> **Try it**
Carry over every entry exactly as it appears in the records.
-------- Data shown --------
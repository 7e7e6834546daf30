//! Statistics generation from the crawl ledger
//!
//! This module provides functionality for extracting and displaying
//! crawl statistics from the storage layer.

use crate::storage::{RunRecord, Storage};
use crate::SitewiseError;

/// Crawl statistics summary
#[derive(Debug, Clone)]
pub struct CrawlStatistics {
    /// Total number of pages recorded across all runs
    pub total_pages: u64,

    /// Pages whose content was written to disk
    pub saved_pages: u64,

    /// Count of pages by site type, largest first
    pub pages_by_site_type: Vec<(String, u64)>,

    /// Count of pages by run id, newest run first
    pub pages_by_run: Vec<(i64, u64)>,

    /// The most recent run, if any
    pub latest_run: Option<RunRecord>,
}

/// Loads statistics from storage
///
/// # Arguments
///
/// * `storage` - The storage backend to query
///
/// # Returns
///
/// * `Ok(CrawlStatistics)` - Successfully loaded statistics
/// * `Err(SitewiseError)` - Failed to query statistics
pub fn load_statistics(storage: &dyn Storage) -> Result<CrawlStatistics, SitewiseError> {
    let total_pages = storage.count_total_pages()?;
    let saved_pages = storage.count_saved_pages()?;

    let mut pages_by_site_type = storage.count_pages_by_site_type()?;
    pages_by_site_type.sort_by(|a, b| b.1.cmp(&a.1).then_with(|| a.0.cmp(&b.0)));

    let mut pages_by_run = storage.count_pages_by_run()?;
    pages_by_run.sort_by(|a, b| b.0.cmp(&a.0));

    let latest_run = storage.get_latest_run()?;

    Ok(CrawlStatistics {
        total_pages,
        saved_pages,
        pages_by_site_type,
        pages_by_run,
        latest_run,
    })
}

/// Prints statistics to stdout in a formatted manner
///
/// # Arguments
///
/// * `stats` - The statistics to display
pub fn print_statistics(stats: &CrawlStatistics) {
    println!("=== Crawl Statistics ===\n");

    println!("Overview:");
    println!("  Total pages recorded: {}", stats.total_pages);
    println!("  Pages saved to disk: {}", stats.saved_pages);
    println!();

    if !stats.pages_by_site_type.is_empty() {
        println!("Pages by Site Type:");
        for (site_type, count) in &stats.pages_by_site_type {
            let percentage = if stats.total_pages > 0 {
                (*count as f64 / stats.total_pages as f64) * 100.0
            } else {
                0.0
            };
            println!("  {}: {} ({:.1}%)", site_type, count, percentage);
        }
        println!();
    }

    if !stats.pages_by_run.is_empty() {
        println!("Pages by Run:");
        for (run_id, count) in &stats.pages_by_run {
            println!("  #{}: {}", run_id, count);
        }
        println!();
    }

    match &stats.latest_run {
        Some(run) => println!(
            "Latest Run: #{} {} (started {}, finished {})",
            run.id,
            run.status.to_db_string(),
            run.started_at,
            run.finished_at.as_deref().unwrap_or("-")
        ),
        None => println!("No crawl runs recorded"),
    }
}

#[cfg(test)]
mod tests {
    use super::*;
    use crate::state::SiteType;
    use crate::storage::{PageEntry, RunStatus, SqliteStorage};

    fn entry(url: &str, site_type: SiteType, saved: bool) -> PageEntry {
        PageEntry {
            site_url: "https://example.com".to_string(),
            url: url.to_string(),
            site_type,
            status_code: Some(200),
            content_type: Some("text/html".to_string()),
            saved_path: saved.then(|| "/tmp/page.html".to_string()),
            title: None,
        }
    }

    #[test]
    fn test_empty_ledger() {
        let storage = SqliteStorage::new_in_memory().unwrap();
        let stats = load_statistics(&storage).unwrap();

        assert_eq!(stats.total_pages, 0);
        assert!(stats.pages_by_site_type.is_empty());
        assert!(stats.latest_run.is_none());
    }

    #[test]
    fn test_statistics_across_runs() {
        let mut storage = SqliteStorage::new_in_memory().unwrap();

        let first = storage.create_run("hash").unwrap();
        storage
            .record_page(first, &entry("https://example.com/", SiteType::Sphinx, true))
            .unwrap();
        storage.finish_run(first, RunStatus::Completed).unwrap();

        let second = storage.create_run("hash").unwrap();
        storage
            .record_page(second, &entry("https://example.com/", SiteType::Sphinx, true))
            .unwrap();
        storage
            .record_page(second, &entry("https://example.com/a", SiteType::Generic, false))
            .unwrap();

        let stats = load_statistics(&storage).unwrap();

        assert_eq!(stats.total_pages, 3);
        assert_eq!(stats.saved_pages, 2);
        assert_eq!(stats.pages_by_site_type[0], ("sphinx".to_string(), 2));
        assert_eq!(stats.pages_by_run, vec![(second, 2), (first, 1)]);
        assert_eq!(stats.latest_run.unwrap().id, second);
    }
}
--------
> **Result of this task**
repository 7e7e6834546daf30
//! Statistics generation from the crawl ledger
//!
//! This module provides functionality for extracting and displaying
//! crawl statistics from the storage layer.

use crate::storage::{RunRecord, Storage};
use crate::SitewiseError;

/// Crawl statistics summary
#[derive(Debug, Clone)]
pub struct CrawlStatistics {
    /// Total number of pages recorded across all runs
    pub total_pages: u64,

    /// Pages whose content was written to disk
    pub saved_pages: u64,

    /// Count of pages by site type, largest first
    pub pages_by_site_type: Vec<(String, u64)>,

    /// Count of pages by run id, newest run first
    pub pages_by_run: Vec<(i64, u64)>,

    /// The most recent run, if any
    pub latest_run: Option<RunRecord>,
}

/// Loads statistics from storage
///
/// # Arguments
///
/// * `storage` - The storage backend to query
///
/// # Returns
///
/// * `Ok(CrawlStatistics)` - Successfully loaded statistics
/// * `Err(SitewiseError)` - Failed to query statistics
pub fn load_statistics(storage: &dyn Storage) -> Result<CrawlStatistics, SitewiseError> {
    let total_pages = storage.count_total_pages()?;
    let saved_pages = storage.count_saved_pages()?;

    let mut pages_by_site_type = storage.count_pages_by_site_type()?;
    pages_by_site_type.sort_by(|a, b| b.1.cmp(&a.1).then_with(|| a.0.cmp(&b.0)));

    let mut pages_by_run = storage.count_pages_by_run()?;
    pages_by_run.sort_by(|a, b| b.0.cmp(&a.0));

    let latest_run = storage.get_latest_run()?;

    Ok(CrawlStatistics {
        total_pages,
        saved_pages,
        pages_by_site_type,
        pages_by_run,
        latest_run,
    })
}

/// Prints statistics to stdout in a formatted manner
///
/// # Arguments
///
/// * `stats` - The statistics to display
pub fn print_statistics(stats: &CrawlStatistics) {
    println!("=== Crawl Statistics ===\n");

    println!("Overview:");
    println!("  Total pages recorded: {}", stats.total_pages);
    println!("  Pages saved to disk: {}", stats.saved_pages);
    println!();

    if !stats.pages_by_site_type.is_empty() {
        println!("Pages by Site Type:");
        for (site_type, count) in &stats.pages_by_site_type {
            let percentage = if stats.total_pages > 0 {
                (*count as f64 / stats.total_pages as f64) * 100.0
            } else {
                0.0
            };
            println!("  {}: {} ({:.1}%)", site_type, count, percentage);
        }
        println!();
    }

    if !stats.pages_by_run.is_empty() {
        println!("Pages by Run:");
        for (run_id, count) in &stats.pages_by_run {
            println!("  #{}: {}", run_id, count);
        }
        println!();
    }

    match &stats.latest_run {
        Some(run) => println!(
            "Latest Run: #{} {} (started {}, finished {})",
            run.id,
            run.status.to_db_string(),
            run.started_at,
            run.finished_at.as_deref().unwrap_or("-")
        ),
        None => println!("No crawl runs recorded"),
    }
}

#[cfg(test)]
mod tests {
    use super::*;
    use crate::state::SiteType;
    use crate::storage::{PageEntry, RunStatus, SqliteStorage};

    fn entry(url: &str, site_type: SiteType, saved: bool) -> PageEntry {
        PageEntry {
            site_url: "https://example.com".to_string(),
            url: url.to_string(),
            site_type,
            status_code: Some(200),
            content_type: Some("text/html".to_string()),
            saved_path: saved.then(|| "/tmp/page.html".to_string()),
            title: None,
        }
    }

    #[test]
    fn test_empty_ledger() {
        let storage = SqliteStorage::new_in_memory().unwrap();
        let stats = load_statistics(&storage).unwrap();

        assert_eq!(stats.total_pages, 0);
        assert!(stats.pages_by_site_type.is_empty());
        assert!(stats.latest_run.is_none());
    }

    #[test]
    fn test_statistics_across_runs() {
        let mut storage = SqliteStorage::new_in_memory().unwrap();

        let first = storage.create_run("hash").unwrap();
        storage
            .record_page(first, &entry("https://example.com/", SiteType::Sphinx, true))
            .unwrap();
        storage.finish_run(first, RunStatus::Completed).unwrap();

        let second = storage.create_run("hash").unwrap();
        storage
            .record_page(second, &entry("https://example.com/", SiteType::Sphinx, true))
            .unwrap();
        storage
            .record_page(second, &entry("https://example.com/a", SiteType::Generic, false))
            .unwrap();

        let stats = load_statistics(&storage).unwrap();

        assert_eq!(stats.total_pages, 3);
        assert_eq!(stats.saved_pages, 2);
        assert_eq!(stats.pages_by_site_type[0], ("sphinx".to_string(), 2));
        assert_eq!(stats.pages_by_run, vec![(second, 2), (first, 1)]);
        assert_eq!(stats.latest_run.unwrap().id, second);
    }
}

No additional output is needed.